Quixtar is in the middle of a major renovation of its headquarters near Ada, Michigan. IT and Finance have already moved into new digs, Sales and Marketing are displaced while their new departments are being built, and we’re…..well, we’re waiting.
Communications will be the last to go because we’re spreading into an area formerly occupied by IT. So everyone else has to be in their new location before things even get started for us. At first we were told it would be July-August (what we affectionately called “Julaugust.”) But now we’re looking at the “ber” months — Soctober or Optember.
Finding anybody right now is tough. You might try their old office, but the old office might just be an outline on the old carpeting. Or you might think you know where they are but they might have moved. And, a lot of our conference rooms are shut down during the renovation as well — so meeting space is scarce.

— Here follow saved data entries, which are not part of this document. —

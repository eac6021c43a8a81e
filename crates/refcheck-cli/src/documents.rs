//! Input discovery: a single PDF, or every PDF under a directory.

use std::cmp::Ordering;
use std::path::{Path, PathBuf};

fn is_pdf(path: &Path) -> bool {
    path.extension()
        .is_some_and(|e| e.eq_ignore_ascii_case("pdf"))
}

/// Documents to process for `path`, in natural order.
///
/// A file is returned as-is whatever its extension. Directories are walked
/// recursively; unreadable entries are logged and skipped.
pub fn collect_documents(path: &Path) -> anyhow::Result<Vec<PathBuf>> {
    if !path.exists() {
        anyhow::bail!("Path not found: {}", path.display());
    }
    if path.is_file() {
        return Ok(vec![path.to_path_buf()]);
    }

    let mut docs: Vec<PathBuf> = walkdir::WalkDir::new(path)
        .into_iter()
        .filter_map(|entry| match entry {
            Ok(e) => Some(e),
            Err(err) => {
                tracing::warn!(error = %err, "skipping unreadable entry");
                None
            }
        })
        .filter(|e| e.file_type().is_file() && is_pdf(e.path()))
        .map(|e| e.into_path())
        .collect();
    docs.sort_by(|a, b| natural_cmp(&a.to_string_lossy(), &b.to_string_lossy()));
    Ok(docs)
}

/// Compare strings so that digit runs order by numeric value:
/// `paper2.pdf` < `paper10.pdf`.
pub fn natural_cmp(a: &str, b: &str) -> Ordering {
    let mut a = a.chars().peekable();
    let mut b = b.chars().peekable();
    loop {
        match (a.peek().copied(), b.peek().copied()) {
            (None, None) => return Ordering::Equal,
            (None, Some(_)) => return Ordering::Less,
            (Some(_), None) => return Ordering::Greater,
            (Some(x), Some(y)) if x.is_ascii_digit() && y.is_ascii_digit() => {
                let na = take_digits(&mut a);
                let nb = take_digits(&mut b);
                let ord = compare_digit_runs(&na, &nb);
                if ord != Ordering::Equal {
                    return ord;
                }
            }
            (Some(x), Some(y)) => {
                if x != y {
                    return x.cmp(&y);
                }
                a.next();
                b.next();
            }
        }
    }
}

fn take_digits(it: &mut std::iter::Peekable<std::str::Chars<'_>>) -> String {
    let mut run = String::new();
    while let Some(c) = it.peek().copied().filter(char::is_ascii_digit) {
        run.push(c);
        it.next();
    }
    run
}

/// Numeric comparison of arbitrarily long digit runs; ties broken by length
/// so that `007` sorts after `7`.
fn compare_digit_runs(a: &str, b: &str) -> Ordering {
    let ta = a.trim_start_matches('0');
    let tb = b.trim_start_matches('0');
    ta.len()
        .cmp(&tb.len())
        .then_with(|| ta.cmp(tb))
        .then_with(|| a.len().cmp(&b.len()))
}

#[cfg(test)]
mod tests {
    use super::*;

    #[test]
    fn digit_runs_compare_numerically() {
        let mut names = vec!["paper10.pdf", "paper2.pdf", "paper1.pdf", "a.pdf"];
        names.sort_by(|a, b| natural_cmp(a, b));
        assert_eq!(names, vec!["a.pdf", "paper1.pdf", "paper2.pdf", "paper10.pdf"]);
    }

    #[test]
    fn nested_directories_sort_naturally() {
        assert_eq!(natural_cmp("2/x.pdf", "10/a.pdf"), Ordering::Less);
        assert_eq!(natural_cmp("s/7.pdf", "s/007.pdf"), Ordering::Less);
        assert_eq!(natural_cmp("same", "same"), Ordering::Equal);
    }

    #[test]
    fn collects_pdfs_recursively() {
        let dir = tempfile::tempdir().unwrap();
        std::fs::create_dir(dir.path().join("sub")).unwrap();
        for name in ["b10.pdf", "b9.PDF", "notes.txt", "sub/a1.pdf"] {
            std::fs::write(dir.path().join(name), b"").unwrap();
        }
        let docs = collect_documents(dir.path()).unwrap();
        let names: Vec<String> = docs
            .iter()
            .map(|p| p.strip_prefix(dir.path()).unwrap().to_string_lossy().into_owned())
            .collect();
        assert_eq!(names, vec!["b9.PDF", "b10.pdf", "sub/a1.pdf"]);
    }

    #[test]
    fn single_file_is_returned_as_is() {
        let file = tempfile::NamedTempFile::new().unwrap();
        let docs = collect_documents(file.path()).unwrap();
        assert_eq!(docs, vec![file.path().to_path_buf()]);
    }

    #[test]
    fn missing_path_is_error() {
        assert!(collect_documents(Path::new("/nonexistent/refcheck")).is_err());
    }
}
//! Reachability checks for URLs and DOI links found in references.

use std::borrow::Cow;
use std::time::Duration;

use futures_util::future::join_all;

pub const DOI_ORG_PREFIX: &str = "https://doi.org/";
/// The DOI handle API answers 404 for unregistered DOIs instead of an HTML page.
pub const DOI_HANDLE_API: &str = "https://doi.org/api/handles/";

/// Outcome of requesting one link.
#[derive(Debug, Clone, PartialEq, Eq)]
pub struct LinkCheck {
    pub url: String,
    pub reachable: bool,
    /// Final HTTP status, if a response was received at all.
    pub status: Option<u16>,
    pub error: Option<String>,
}

/// The URL actually requested for `url`: doi.org links go to the handle API.
pub fn resolution_url(url: &str) -> Cow<'_, str> {
    match url.strip_prefix(DOI_ORG_PREFIX) {
        Some(doi) => Cow::Owned(format!("{DOI_HANDLE_API}{doi}")),
        None => Cow::Borrowed(url),
    }
}

/// 403 counts as reachable: publishers commonly refuse scripted clients.
pub fn is_reachable_status(status: u16) -> bool {
    status < 400 || status == 403
}

/// Whether a link points at a DOI. References whose links are all DOIs are
/// still searched by title.
pub fn is_doi_link(url: &str) -> bool {
    url.contains("doi")
}

/// Request `url` (following redirects) and classify the final status.
/// Transport errors and timeouts count as unreachable.
pub async fn check_link(url: &str, client: &reqwest::Client, timeout: Duration) -> LinkCheck {
    let target = resolution_url(url);
    match client.get(target.as_ref()).timeout(timeout).send().await {
        Ok(resp) => {
            let status = resp.status().as_u16();
            let reachable = is_reachable_status(status);
            tracing::debug!(url, status, reachable, "link checked");
            LinkCheck {
                url: url.to_string(),
                reachable,
                status: Some(status),
                error: None,
            }
        }
        Err(e) => {
            tracing::debug!(url, error = %e, "link request failed");
            LinkCheck {
                url: url.to_string(),
                reachable: false,
                status: None,
                error: Some(e.to_string()),
            }
        }
    }
}

/// Check every link concurrently, preserving input order.
pub async fn check_links(urls: &[String], client: &reqwest::Client, timeout: Duration) -> Vec<LinkCheck> {
    join_all(urls.iter().map(|u| check_link(u, client, timeout))).await
}

#[cfg(test)]
mod tests {
    use super::*;
    use tokio::io::{AsyncReadExt, AsyncWriteExt};
    use tokio::net::TcpListener;

    /// Serve `status` to every connection on an ephemeral localhost port.
    async fn serve_status(status: u16) -> String {
        let listener = TcpListener::bind("127.0.0.1:0").await.unwrap();
        let addr = listener.local_addr().unwrap();
        tokio::spawn(async move {
            loop {
                let Ok((mut socket, _)) = listener.accept().await else {
                    return;
                };
                tokio::spawn(async move {
                    let mut buf = [0u8; 1024];
                    let _ = socket.read(&mut buf).await;
                    let response = format!(
                        "HTTP/1.1 {status} X\r\ncontent-length: 0\r\nconnection: close\r\n\r\n"
                    );
                    let _ = socket.write_all(response.as_bytes()).await;
                    let _ = socket.shutdown().await;
                });
            }
        });
        format!("http://{addr}/paper")
    }

    fn client() -> reqwest::Client {
        reqwest::Client::builder().no_proxy().build().unwrap()
    }

    #[test]
    fn doi_links_use_handle_api() {
        assert_eq!(
            resolution_url("https://doi.org/10.1145/3133956.3134093"),
            "https://doi.org/api/handles/10.1145/3133956.3134093"
        );
        assert_eq!(
            resolution_url("https://example.org/doi/10.1/x"),
            "https://example.org/doi/10.1/x"
        );
    }

    #[test]
    fn reachable_statuses() {
        assert!(is_reachable_status(200));
        assert!(is_reachable_status(302));
        assert!(is_reachable_status(403));
        assert!(!is_reachable_status(404));
        assert!(!is_reachable_status(500));
    }

    #[tokio::test]
    async fn ok_and_forbidden_are_reachable() {
        let client = client();
        for status in [200, 403] {
            let url = serve_status(status).await;
            let check = check_link(&url, &client, Duration::from_secs(5)).await;
            assert!(check.reachable, "status {status} should be reachable");
            assert_eq!(check.status, Some(status));
        }
    }

    #[tokio::test]
    async fn not_found_is_unreachable() {
        let url = serve_status(404).await;
        let check = check_link(&url, &client(), Duration::from_secs(5)).await;
        assert!(!check.reachable);
        assert_eq!(check.status, Some(404));
    }

    #[tokio::test]
    async fn connection_refused_is_unreachable() {
        let listener = TcpListener::bind("127.0.0.1:0").await.unwrap();
        let addr = listener.local_addr().unwrap();
        drop(listener);
        let check = check_link(&format!("http://{addr}/"), &client(), Duration::from_secs(5)).await;
        assert!(!check.reachable);
        assert_eq!(check.status, None);
        assert!(check.error.is_some());
    }

    #[tokio::test]
    async fn check_links_preserves_order() {
        let ok = serve_status(200).await;
        let missing = serve_status(404).await;
        let checks = check_links(&[missing.clone(), ok.clone()], &client(), Duration::from_secs(5)).await;
        assert_eq!(checks[0].url, missing);
        assert!(!checks[0].reachable);
        assert_eq!(checks[1].url, ok);
        assert!(checks[1].reachable);
    }
}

I recently picked stuff for my new office — I’m getting eggplant carpet and one eggplant wall. Very cool. I called it purple but it’s a deep, rich shade that’s so dark it’s bordering on black. It’s my inner Prince coming out. Now I’ll just have to wait for someone to get out of that office so I can move in.
I view this kind of change as fun and exciting. Others are less enthusiastic. Some people don’t like any change to their workspace and assign huge importance to how much square footage they get, if their chair is the same as their neighbor’s, and whether an aisle in one area is inches wider than another. Things that I’d never notice are a big deal to somebody else. That’s because people’s personal space is incredibly important to them, and having a degree of control over their surroundings gives them a feeling of power and security.
So I listen patiently to a diatribe about one team’s aisle being wider than the others. I explain, for the umpteenth time, why an art director needs more desktop space than an editor. I tell people why they’re seated where they area (typically because they need to work more closely with someone else or in some cases, be moved away from someone!)
But it’s all good. And in a matter of months it will be all over. And I’ll be ensconced in my own little corporate version of Paisley Park.